Watching Jonathon live life with zeal inspires Abbie.

“I pull a lot of my strength from him,” she said. “Honestly, we’ve been blessed as a family. We’re all still working through what’s happened, but we’ve come to terms with it.

“I’m thankful we have one another and have this incredible support system of each other.”

Jonathon also draws on that support, even if now it’s from a distance while living near Salt Lake City in Tooele, Utah. The past eight months have brought a new chapter for him.

He was required to stay on active duty until surgeries were completed and he was well down the road on rehab. He still had the familiarity of the military.

But he retired from the Marine Corps in March and is on his own. That has meant a different set of problems.

His medical care now comes through Veterans Affairs, which in recent months has been the target of federal investigations because of delays in care.

Jonathon has to take a “grocery sack full of medications,” as his dad put it. Sometimes the VA is late sending those meds, which causes problems.

“They’re so slow to react to everything,” Jonathon said. “Everything is covered with paperwork. No one wants to help.”

Karen was an occupational therapist before switching to police work at age 46, so she understands her son’s frustrations and needs.

“He hurts every day,” she said.

Karen takes pictures of flowers to relieve stress. She has more than 150 stored on her smartphone.

Jonathon has prosthetics but limits his use of them because they can be awkward and irritating. He has chronic pain in his left arm, and his right arm gets worn down from trying to compensate for his left.

Kelsi, his dog, helps. She’s a 70-pound Belgian Malinois that Jonathon adopted in 2011 out of the military service dog program.

“She’s not a full-blown service dog,” Jonathon said. “But she can retrieve this or that. She can pull my wheelchair around. I take her everywhere.”

Making a difference

Part of Jonathon longs to be able to go everywhere and do what he wants. Before his injury, he planned to either stay in the Marines or get out and become a firefighter or a federal agent.

“Now, everything I’ve thought about has fallen off the table,” he said, “and I have to start from square one.

“It’s really hard to find something that still means something to the world, that means something to me and makes a difference.”

Remember, making a difference is ingrained in his family’s DNA.

So he’s making meaningful plans.

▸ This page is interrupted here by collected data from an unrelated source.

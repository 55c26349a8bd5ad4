/// Hangman game module
pub mod game;
pub mod renderer;
pub mod words;

pub use game::{Finish, GameError, GameStatus, HangmanState, HistoryEntry, MoveOutcome};
pub use words::{WordList, WordListError};
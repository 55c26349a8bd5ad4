use std::path::{Path, PathBuf};

use rand::Rng;
use thiserror::Error;

/// Used when no word file is configured.
const BUILTIN_WORDS: [&str; 9] = [
    "EXAMPLE", "WEBSOCKET", "RUST", "ASYNC", "TOKIO", "HANGMAN", "TERMINAL", "NETWORK", "SOCKET",
];

#[derive(Debug, Error)]
pub enum WordListError {
    #[error("failed to read word list {path}")]
    Io {
        path: PathBuf,
        #[source]
        source: std::io::Error,
    },
    #[error("word list contains no words")]
    Empty,
    #[error("line {line}: '{word}' is not a plain alphabetic word")]
    InvalidWord { line: usize, word: String },
}

/// Secret words, loaded once at startup and shared read-only afterwards.
#[derive(Debug, Clone)]
pub struct WordList {
    words: Vec<String>,
}

impl WordList {
    pub fn builtin() -> Self {
        Self {
            words: BUILTIN_WORDS.iter().map(|w| w.to_string()).collect(),
        }
    }

    pub fn load(path: &Path) -> Result<Self, WordListError> {
        let text = std::fs::read_to_string(path).map_err(|source| WordListError::Io {
            path: path.to_path_buf(),
            source,
        })?;
        Self::parse(&text)
    }

    /// One word per line. Blank lines are skipped; anything else that is not
    /// purely ASCII letters is rejected.
    pub fn parse(text: &str) -> Result<Self, WordListError> {
        let mut words = Vec::new();
        for (idx, raw) in text.lines().enumerate() {
            let word = raw.trim();
            if word.is_empty() {
                continue;
            }
            if !word.chars().all(|c| c.is_ascii_alphabetic()) {
                return Err(WordListError::InvalidWord {
                    line: idx + 1,
                    word: word.to_string(),
                });
            }
            words.push(word.to_ascii_uppercase());
        }

        if words.is_empty() {
            return Err(WordListError::Empty);
        }
        Ok(Self { words })
    }

    pub fn len(&self) -> usize {
        self.words.len()
    }

    pub fn is_empty(&self) -> bool {
        self.words.is_empty()
    }

    /// Uniform pick over the whole list.
    pub fn choose<R: Rng>(&self, rng: &mut R) -> &str {
        &self.words[rng.random_range(0..self.words.len())]
    }
}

Carefully.

“Once I narrow it down, I’ll go back to school, use the GI Bill,” Jonathon said. “But I don’t want to just go to school and change majors a thousand times before finding out what I want to do. I’ll do research first.”

The outdoors is his passion.

“I’ll find a way,” he said.

He’s thankful he can believe that.

“My life isn’t easy, with all the pain and loss,” Jonathon said. “I have all kinds of crap I deal with every day.

“People look at me differently – people who don’t know who I am or what I’ve done – but I’m still thankful I’m around. I can’t get out there and do everything, and that’s become a way of life.

“But falling out of my wheelchair in public doesn’t bother me like it used to. Falling off my prosthetics in public doesn’t bother me like it used to. People staring at me doesn’t bother me quite like it used to.”

You can hear the drive in his voice.

“I still have the power and ability to affect other people’s lives in a positive way,” he said, “and I’m thankful for that.

“My life may not be easy, but it’s not over.”